En dehors du fait, je l’espère, que certaines d’entres elles vous feront saliver au point que je vous demanderai d’étaler au préalable un morceau de papier absorbant devant votre clavier ou sur votre pull :-)), cette série de recettes a deux objectifs qu’il me semble inutile de vouloir dissimuler.

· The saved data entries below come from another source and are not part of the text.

//! Sharded Store
//!
//! Fans a bucket's keyspace out over N independent shards by key hash.
//! Each shard serializes its own writers and runs its own expiration
//! scheduler, so shard count is the bucket's write-parallelism knob.
//! Aggregate views (`count`, `usage`, `keys`) sum or concatenate the
//! per-shard answers.

use crate::error::StoreError;
use crate::gc::GcConfig;
use crate::storage::entry::{StorageEntry, MAX_KEY_SIZE, MAX_VALUE_SIZE};
use crate::storage::shard::{Shard, SEGMENTS_PER_SHARD};
use bytes::Bytes;
use std::hash::{DefaultHasher, Hash, Hasher};
use std::sync::Arc;
use std::time::Duration;

/// A fixed set of shards serving one bucket.
#[derive(Debug)]
pub struct ShardedStore {
    shards: Vec<Arc<Shard>>,
}

impl ShardedStore {
    /// Creates a store with `shard_count` shards (at least one).
    pub fn new(shard_count: usize) -> Self {
        Self::with_gc_config(shard_count, GcConfig::default())
    }

    pub fn with_gc_config(shard_count: usize, gc_config: GcConfig) -> Self {
        Self::with_layout(shard_count, SEGMENTS_PER_SHARD, gc_config)
    }

    /// Full layout control. Both counts are fixed for the store's life;
    /// changing either means deleting and recreating the bucket.
    pub fn with_layout(
        shard_count: usize,
        segments_per_shard: usize,
        gc_config: GcConfig,
    ) -> Self {
        let shard_count = shard_count.max(1);
        Self {
            shards: (0..shard_count)
                .map(|_| Arc::new(Shard::with_segments(gc_config.clone(), segments_per_shard)))
                .collect(),
        }
    }

    pub fn shard_count(&self) -> usize {
        self.shards.len()
    }

    #[inline]
    fn shard_of(&self, key: &str) -> &Arc<Shard> {
        let mut hasher = DefaultHasher::new();
        key.hash(&mut hasher);
        &self.shards[(hasher.finish() % self.shards.len() as u64) as usize]
    }

    /// Validates and stores a key-value pair, returning the entry as
    /// published.
    pub fn set(
        &self,
        key: String,
        value: Bytes,
        ttl: Duration,
        single_read: bool,
    ) -> Result<Arc<StorageEntry>, StoreError> {
        if key.is_empty() {
            return Err(StoreError::InvalidKey("key is required".into()));
        }
        if key.len() > MAX_KEY_SIZE {
            return Err(StoreError::InvalidKey(format!(
                "key exceeds {MAX_KEY_SIZE} bytes"
            )));
        }
        if value.is_empty() {
            return Err(StoreError::InvalidValue("value is required".into()));
        }
        if value.len() > MAX_VALUE_SIZE {
            return Err(StoreError::InvalidValue(format!(
                "value exceeds {MAX_VALUE_SIZE} bytes"
            )));
        }

        let entry = Arc::new(StorageEntry::new(key, value, ttl, single_read));
        self.shard_of(&entry.key).set(Arc::clone(&entry));
        Ok(entry)
    }

    /// Looks up a live entry.
    pub fn get(&self, key: &str) -> Option<Arc<StorageEntry>> {
        self.shard_of(key).get(key)
    }

    /// Deletes a key. Returns whether it was present.
    pub fn delete(&self, key: &str) -> bool {
        self.shard_of(key).delete_batch(&[key.to_string()]) > 0
    }

    pub fn exists(&self, key: &str) -> bool {
        self.shard_of(key).exists(key)
    }

    /// All keys across all shards. Ordering follows shard layout, not
    /// insertion.
    pub fn keys(&self) -> Vec<String> {
        let mut out = Vec::new();
        for shard in &self.shards {
            out.extend(shard.keys());
        }
        out
    }

    pub fn count(&self) -> i64 {
        self.shards.iter().map(|s| s.count()).sum()
    }

    pub fn usage(&self) -> i64 {
        self.shards.iter().map(|s| s.usage()).sum()
    }

    /// Starts every shard's expiration driver.
    pub fn start_gc(&self) {
        for shard in &self.shards {
            Shard::start_gc(shard);
        }
    }

    /// Stops every shard's expiration driver, draining pending deletes.
    pub fn stop_gc(&self) {
        for shard in &self.shards {
            shard.stop_gc();
        }
    }
}

#[cfg(test)]
mod tests {
    use super::*;

    fn store() -> ShardedStore {
        ShardedStore::new(4)
    }

    #[test]
    fn test_shard_count_clamped() {
        assert_eq!(ShardedStore::new(0).shard_count(), 1);
        assert_eq!(ShardedStore::new(8).shard_count(), 8);
    }

    #[test]
    fn test_set_get_delete_round_trip() {
        let s = store();
        s.set("foo".into(), Bytes::from("hello"), Duration::ZERO, false)
            .unwrap();

        assert_eq!(s.get("foo").unwrap().value, Bytes::from("hello"));
        assert!(s.delete("foo"));
        assert!(s.get("foo").is_none());
        assert!(!s.delete("foo"));
    }

    #[test]
    fn test_set_rejects_bad_input() {
        let s = store();

        let err = s
            .set(String::new(), Bytes::from("v"), Duration::ZERO, false)
            .unwrap_err();
        assert!(matches!(err, StoreError::InvalidKey(_)));

        let long_key = "k".repeat(MAX_KEY_SIZE + 1);
        let err = s
            .set(long_key, Bytes::from("v"), Duration::ZERO, false)
            .unwrap_err();
        assert!(matches!(err, StoreError::InvalidKey(_)));

        let err = s
            .set("k".into(), Bytes::new(), Duration::ZERO, false)
            .unwrap_err();
        assert!(matches!(err, StoreError::InvalidValue(_)));
    }

    #[test]
    fn test_aggregates_span_shards() {
        let s = store();
        for i in 0..100 {
            s.set(
                format!("key-{i}"),
                Bytes::from("xx"),
                Duration::ZERO,
                false,
            )
            .unwrap();
        }

        assert_eq!(s.count(), 100);
        assert_eq!(s.keys().len(), 100);
        // Every key charges key length + 2 value bytes
        let expected: i64 = (0..100).map(|i| format!("key-{i}").len() as i64 + 2).sum();
        assert_eq!(s.usage(), expected);
    }

    #[test]
    fn test_same_key_routes_to_same_shard() {
        let s = store();
        s.set("stable".into(), Bytes::from("1"), Duration::ZERO, false)
            .unwrap();
        s.set("stable".into(), Bytes::from("2"), Duration::ZERO, false)
            .unwrap();
        assert_eq!(s.count(), 1);
        assert_eq!(s.get("stable").unwrap().value, Bytes::from("2"));
    }

    #[tokio::test]
    async fn test_ttl_expiry_end_to_end() {
        let s = store();
        s.start_gc();

        s.set(
            "tmp".into(),
            Bytes::from("x"),
            Duration::from_millis(80),
            false,
        )
        .unwrap();

        assert!(s.get("tmp").is_some());
        tokio::time::sleep(Duration::from_millis(400)).await;
        assert!(s.get("tmp").is_none());
        assert_eq!(s.count(), 0);
        s.stop_gc();
    }

    #[tokio::test]
    async fn test_single_read_via_store() {
        let s = Arc::new(store());
        s.set("otp".into(), Bytes::from("one"), Duration::ZERO, true)
            .unwrap();

        let mut tasks = Vec::new();
        for _ in 0..4 {
            let s = Arc::clone(&s);
            tasks.push(tokio::spawn(async move { s.get("otp").is_some() }));
        }

        let mut winners = 0;
        for t in tasks {
            if t.await.unwrap() {
                winners += 1;
            }
        }
        assert_eq!(winners, 1);
    }
}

Premièrement, il s’agit de me simplifier la vie. Voici une bonne vingtaine d’années que je cuisine des truffes pour mes amis, lorsque la saison est bonne et lorsque mes moyens me le permettent. Même dans mes années les plus noires sur le plan financier, même les années où elles ont atteint des prix ridicules, j’ai toujours trouvé une centaine de francs pour casser trois oeufs brouillés, les truffer et les partager avec un ami cher. A chaque repas ou presque, l’un d’entre eux me demandait la recette du met dont il était en train de se délecter. J’ai pourtant l’impression que ma façon de servir la truffe est si simple, si évidente, qu’il suffit de déguster pour comprendre comment le plat a été fait. Mais ce serait oublier un peu vite ma formation de cuisinier qui, bien que lointaine, m’a servie tout au long de ma vie. Alors, je pense qu’il est temps de mettre mes trucs et mes recettes sur le papier. Après chaque repas, il suffira de renvoyer les curieux à ce blog ;-))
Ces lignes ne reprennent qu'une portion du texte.